TASK INPUT Block Start

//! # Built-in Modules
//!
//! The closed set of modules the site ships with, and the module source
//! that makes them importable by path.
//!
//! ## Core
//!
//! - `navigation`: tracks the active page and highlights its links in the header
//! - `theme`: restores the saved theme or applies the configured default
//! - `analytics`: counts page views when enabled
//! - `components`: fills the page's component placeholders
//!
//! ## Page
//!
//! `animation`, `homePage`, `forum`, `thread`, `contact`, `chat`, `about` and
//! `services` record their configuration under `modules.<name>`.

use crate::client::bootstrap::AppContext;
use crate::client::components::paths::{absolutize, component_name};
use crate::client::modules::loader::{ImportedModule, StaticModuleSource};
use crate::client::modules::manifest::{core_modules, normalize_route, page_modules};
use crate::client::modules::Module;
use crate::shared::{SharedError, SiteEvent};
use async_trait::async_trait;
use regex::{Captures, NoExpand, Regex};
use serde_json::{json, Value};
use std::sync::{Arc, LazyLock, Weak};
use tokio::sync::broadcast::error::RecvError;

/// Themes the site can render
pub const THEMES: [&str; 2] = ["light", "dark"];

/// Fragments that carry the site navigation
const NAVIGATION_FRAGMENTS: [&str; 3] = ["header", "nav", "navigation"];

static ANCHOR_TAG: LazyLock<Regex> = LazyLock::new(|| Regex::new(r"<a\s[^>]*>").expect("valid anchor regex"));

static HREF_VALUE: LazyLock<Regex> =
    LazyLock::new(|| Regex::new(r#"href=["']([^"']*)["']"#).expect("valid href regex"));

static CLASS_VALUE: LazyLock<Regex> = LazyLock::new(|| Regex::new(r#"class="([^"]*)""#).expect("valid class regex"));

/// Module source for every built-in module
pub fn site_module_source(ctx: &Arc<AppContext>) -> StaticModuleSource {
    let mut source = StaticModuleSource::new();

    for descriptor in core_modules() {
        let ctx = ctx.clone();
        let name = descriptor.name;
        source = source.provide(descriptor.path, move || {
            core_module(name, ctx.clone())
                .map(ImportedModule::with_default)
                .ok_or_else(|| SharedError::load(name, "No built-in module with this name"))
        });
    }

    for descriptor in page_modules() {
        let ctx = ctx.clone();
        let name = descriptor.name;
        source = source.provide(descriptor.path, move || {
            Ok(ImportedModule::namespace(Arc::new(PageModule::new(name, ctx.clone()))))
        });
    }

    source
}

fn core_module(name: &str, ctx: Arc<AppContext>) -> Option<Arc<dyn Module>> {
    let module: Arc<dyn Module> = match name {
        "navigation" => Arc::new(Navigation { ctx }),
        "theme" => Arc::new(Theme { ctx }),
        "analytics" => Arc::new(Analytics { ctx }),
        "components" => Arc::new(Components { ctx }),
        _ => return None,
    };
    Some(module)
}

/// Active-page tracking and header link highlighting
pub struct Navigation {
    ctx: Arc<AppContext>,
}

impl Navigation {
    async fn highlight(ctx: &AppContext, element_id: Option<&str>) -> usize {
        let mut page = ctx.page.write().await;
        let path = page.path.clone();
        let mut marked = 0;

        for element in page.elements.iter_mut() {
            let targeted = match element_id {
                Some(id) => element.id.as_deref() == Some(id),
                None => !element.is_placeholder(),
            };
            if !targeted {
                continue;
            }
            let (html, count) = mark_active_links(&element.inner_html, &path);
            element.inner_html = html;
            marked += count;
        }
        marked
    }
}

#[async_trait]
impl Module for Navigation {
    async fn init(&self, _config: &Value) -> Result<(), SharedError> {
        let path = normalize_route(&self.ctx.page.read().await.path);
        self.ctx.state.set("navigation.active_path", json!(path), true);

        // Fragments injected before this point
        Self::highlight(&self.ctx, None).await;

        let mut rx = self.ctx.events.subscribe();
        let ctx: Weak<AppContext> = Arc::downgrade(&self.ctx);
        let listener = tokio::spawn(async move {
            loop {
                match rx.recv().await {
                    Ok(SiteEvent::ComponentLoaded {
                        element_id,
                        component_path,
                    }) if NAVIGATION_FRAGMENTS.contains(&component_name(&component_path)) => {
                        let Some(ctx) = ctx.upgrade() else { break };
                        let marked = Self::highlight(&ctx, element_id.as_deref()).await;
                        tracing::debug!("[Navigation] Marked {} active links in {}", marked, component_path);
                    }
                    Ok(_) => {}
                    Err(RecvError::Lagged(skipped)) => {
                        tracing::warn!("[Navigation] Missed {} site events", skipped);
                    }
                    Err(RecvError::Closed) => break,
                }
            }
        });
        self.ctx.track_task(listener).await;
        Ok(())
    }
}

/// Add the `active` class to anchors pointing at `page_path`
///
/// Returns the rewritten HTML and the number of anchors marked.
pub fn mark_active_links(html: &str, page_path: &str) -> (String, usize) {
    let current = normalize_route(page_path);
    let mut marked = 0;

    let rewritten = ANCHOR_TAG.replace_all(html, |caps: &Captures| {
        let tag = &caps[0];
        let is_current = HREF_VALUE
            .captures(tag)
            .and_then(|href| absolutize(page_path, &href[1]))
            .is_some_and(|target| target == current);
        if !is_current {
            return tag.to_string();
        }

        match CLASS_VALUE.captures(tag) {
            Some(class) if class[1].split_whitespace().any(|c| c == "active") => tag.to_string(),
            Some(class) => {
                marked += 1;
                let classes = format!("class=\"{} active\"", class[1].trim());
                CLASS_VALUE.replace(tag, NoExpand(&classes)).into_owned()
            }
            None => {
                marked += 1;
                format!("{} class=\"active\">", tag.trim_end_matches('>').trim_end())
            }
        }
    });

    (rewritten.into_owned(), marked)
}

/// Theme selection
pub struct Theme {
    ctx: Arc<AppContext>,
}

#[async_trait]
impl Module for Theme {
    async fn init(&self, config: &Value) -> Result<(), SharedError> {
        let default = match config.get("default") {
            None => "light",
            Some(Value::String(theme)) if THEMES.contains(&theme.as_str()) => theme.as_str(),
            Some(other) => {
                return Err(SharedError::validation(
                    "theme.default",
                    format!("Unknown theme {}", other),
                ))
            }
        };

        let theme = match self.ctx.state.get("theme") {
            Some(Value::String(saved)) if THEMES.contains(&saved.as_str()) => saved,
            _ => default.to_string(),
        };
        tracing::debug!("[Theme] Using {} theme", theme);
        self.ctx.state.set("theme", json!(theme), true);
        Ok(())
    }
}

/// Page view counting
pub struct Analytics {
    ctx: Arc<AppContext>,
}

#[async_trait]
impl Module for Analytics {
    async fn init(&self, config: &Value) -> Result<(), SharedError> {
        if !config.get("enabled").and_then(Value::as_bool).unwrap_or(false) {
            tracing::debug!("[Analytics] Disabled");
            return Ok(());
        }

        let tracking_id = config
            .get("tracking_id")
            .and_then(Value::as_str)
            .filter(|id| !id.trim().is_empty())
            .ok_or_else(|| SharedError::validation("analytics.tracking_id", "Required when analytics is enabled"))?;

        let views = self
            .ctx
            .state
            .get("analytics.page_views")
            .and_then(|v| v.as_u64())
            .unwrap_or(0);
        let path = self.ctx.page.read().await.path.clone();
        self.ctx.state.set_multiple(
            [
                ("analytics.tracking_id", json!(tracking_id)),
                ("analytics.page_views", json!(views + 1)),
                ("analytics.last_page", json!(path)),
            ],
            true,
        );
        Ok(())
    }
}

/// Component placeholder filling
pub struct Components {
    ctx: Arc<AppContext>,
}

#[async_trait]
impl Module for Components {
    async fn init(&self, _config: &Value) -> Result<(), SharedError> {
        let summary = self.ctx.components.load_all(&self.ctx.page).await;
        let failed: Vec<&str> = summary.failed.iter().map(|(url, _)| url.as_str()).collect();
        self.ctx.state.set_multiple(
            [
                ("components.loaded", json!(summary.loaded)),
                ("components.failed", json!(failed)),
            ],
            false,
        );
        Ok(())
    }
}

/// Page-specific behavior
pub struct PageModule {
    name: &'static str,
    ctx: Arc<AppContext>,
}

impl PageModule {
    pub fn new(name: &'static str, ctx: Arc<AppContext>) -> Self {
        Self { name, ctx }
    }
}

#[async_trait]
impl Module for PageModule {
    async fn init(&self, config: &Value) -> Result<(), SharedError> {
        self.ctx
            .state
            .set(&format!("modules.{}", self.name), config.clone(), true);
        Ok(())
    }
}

TASK INPUT Block End
TASK INPUT Block Start

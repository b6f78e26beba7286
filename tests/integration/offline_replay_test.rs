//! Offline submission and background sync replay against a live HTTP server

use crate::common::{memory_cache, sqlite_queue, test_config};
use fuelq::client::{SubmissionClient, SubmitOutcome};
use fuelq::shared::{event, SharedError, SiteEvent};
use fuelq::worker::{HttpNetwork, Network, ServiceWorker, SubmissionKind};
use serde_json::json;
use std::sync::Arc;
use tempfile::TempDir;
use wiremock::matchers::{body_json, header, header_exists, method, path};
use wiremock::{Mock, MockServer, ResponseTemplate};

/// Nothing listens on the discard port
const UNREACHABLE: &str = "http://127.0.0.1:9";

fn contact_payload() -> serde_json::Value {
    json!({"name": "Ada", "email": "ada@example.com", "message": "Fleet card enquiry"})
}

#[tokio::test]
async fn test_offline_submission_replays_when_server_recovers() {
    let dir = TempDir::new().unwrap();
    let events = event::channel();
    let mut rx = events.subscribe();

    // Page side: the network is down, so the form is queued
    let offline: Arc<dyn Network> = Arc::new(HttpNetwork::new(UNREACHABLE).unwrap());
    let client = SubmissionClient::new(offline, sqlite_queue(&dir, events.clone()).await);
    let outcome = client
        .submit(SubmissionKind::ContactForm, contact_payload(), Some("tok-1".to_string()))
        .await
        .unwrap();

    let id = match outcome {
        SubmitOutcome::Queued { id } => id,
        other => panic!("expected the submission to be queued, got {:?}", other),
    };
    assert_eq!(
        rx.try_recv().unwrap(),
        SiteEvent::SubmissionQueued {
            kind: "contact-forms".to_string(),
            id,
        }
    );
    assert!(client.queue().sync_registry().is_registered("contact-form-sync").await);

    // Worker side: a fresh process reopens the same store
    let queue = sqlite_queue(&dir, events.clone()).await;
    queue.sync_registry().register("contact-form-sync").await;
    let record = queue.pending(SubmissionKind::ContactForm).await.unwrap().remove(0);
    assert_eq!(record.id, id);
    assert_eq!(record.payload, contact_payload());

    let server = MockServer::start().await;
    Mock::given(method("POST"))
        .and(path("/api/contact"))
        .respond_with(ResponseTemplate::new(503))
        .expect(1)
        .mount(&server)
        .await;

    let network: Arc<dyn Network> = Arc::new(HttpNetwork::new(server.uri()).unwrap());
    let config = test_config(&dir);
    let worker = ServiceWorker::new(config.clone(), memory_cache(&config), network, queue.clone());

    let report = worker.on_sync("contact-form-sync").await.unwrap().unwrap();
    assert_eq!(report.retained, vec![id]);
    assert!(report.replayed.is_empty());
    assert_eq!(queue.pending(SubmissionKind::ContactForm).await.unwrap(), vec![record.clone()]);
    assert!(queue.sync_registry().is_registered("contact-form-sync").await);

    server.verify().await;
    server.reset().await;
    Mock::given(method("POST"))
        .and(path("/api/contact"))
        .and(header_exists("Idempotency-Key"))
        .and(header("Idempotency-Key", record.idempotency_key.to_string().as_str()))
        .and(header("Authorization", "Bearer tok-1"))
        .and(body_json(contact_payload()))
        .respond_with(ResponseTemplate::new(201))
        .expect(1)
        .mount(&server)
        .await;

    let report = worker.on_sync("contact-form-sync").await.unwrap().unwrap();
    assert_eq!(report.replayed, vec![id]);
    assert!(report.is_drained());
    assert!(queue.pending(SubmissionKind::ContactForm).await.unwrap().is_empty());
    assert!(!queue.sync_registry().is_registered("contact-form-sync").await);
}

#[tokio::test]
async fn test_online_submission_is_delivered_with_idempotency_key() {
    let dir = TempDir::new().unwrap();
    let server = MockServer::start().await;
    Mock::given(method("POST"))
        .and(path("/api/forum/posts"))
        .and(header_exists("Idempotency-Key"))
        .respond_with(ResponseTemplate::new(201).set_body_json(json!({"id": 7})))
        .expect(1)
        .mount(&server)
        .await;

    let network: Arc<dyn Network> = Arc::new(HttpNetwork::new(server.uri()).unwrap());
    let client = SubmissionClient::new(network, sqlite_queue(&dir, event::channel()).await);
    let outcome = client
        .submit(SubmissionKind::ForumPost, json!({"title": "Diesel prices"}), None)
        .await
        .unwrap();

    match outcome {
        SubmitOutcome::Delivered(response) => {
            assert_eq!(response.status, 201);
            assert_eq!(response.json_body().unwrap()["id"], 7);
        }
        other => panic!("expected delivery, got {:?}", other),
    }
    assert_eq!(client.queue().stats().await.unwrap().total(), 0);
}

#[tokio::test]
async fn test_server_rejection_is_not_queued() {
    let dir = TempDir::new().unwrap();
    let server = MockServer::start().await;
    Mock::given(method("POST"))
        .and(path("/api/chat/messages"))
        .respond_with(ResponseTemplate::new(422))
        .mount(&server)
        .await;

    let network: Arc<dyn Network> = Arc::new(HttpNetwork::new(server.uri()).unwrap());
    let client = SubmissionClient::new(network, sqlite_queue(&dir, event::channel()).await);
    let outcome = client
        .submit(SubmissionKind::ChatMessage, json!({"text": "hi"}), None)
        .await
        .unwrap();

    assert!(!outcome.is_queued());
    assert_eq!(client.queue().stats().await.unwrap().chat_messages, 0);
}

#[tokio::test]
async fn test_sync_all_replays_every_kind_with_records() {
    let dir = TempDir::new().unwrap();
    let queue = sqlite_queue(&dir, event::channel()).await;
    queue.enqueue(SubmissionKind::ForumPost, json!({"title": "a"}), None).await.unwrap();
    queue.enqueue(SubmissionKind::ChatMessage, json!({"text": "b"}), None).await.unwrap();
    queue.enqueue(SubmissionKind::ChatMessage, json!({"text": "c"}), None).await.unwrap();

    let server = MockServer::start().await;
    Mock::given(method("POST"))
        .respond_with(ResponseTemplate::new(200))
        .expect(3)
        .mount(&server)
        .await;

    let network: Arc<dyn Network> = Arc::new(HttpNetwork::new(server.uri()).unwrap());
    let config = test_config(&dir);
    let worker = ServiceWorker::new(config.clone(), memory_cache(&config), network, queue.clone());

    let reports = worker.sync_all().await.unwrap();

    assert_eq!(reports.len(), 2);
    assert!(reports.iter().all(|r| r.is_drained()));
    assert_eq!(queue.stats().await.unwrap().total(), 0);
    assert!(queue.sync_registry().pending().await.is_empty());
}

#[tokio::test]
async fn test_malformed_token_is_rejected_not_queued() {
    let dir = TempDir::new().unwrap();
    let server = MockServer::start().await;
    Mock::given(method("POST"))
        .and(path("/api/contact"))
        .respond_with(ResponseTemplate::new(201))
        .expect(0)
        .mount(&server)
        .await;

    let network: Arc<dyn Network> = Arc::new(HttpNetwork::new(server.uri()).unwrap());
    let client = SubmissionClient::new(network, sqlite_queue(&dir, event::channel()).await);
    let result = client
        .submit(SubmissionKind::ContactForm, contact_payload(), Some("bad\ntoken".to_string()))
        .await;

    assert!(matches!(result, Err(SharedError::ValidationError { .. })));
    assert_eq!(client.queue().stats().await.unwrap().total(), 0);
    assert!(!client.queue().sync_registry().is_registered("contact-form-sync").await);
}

TASK INPUT Block End

- [TASK TO CARRY OUT] Lines from the entries that contain the word "crate" are what the answer must hold.

- [TASK RESPONSE]
use crate::client::bootstrap::AppContext;
use crate::client::components::paths::{absolutize, component_name};
use crate::client::modules::loader::{ImportedModule, StaticModuleSource};
use crate::client::modules::manifest::{core_modules, normalize_route, page_modules};
use crate::client::modules::Module;
use crate::shared::{SharedError, SiteEvent};
use crate::common::{memory_cache, sqlite_queue, test_config};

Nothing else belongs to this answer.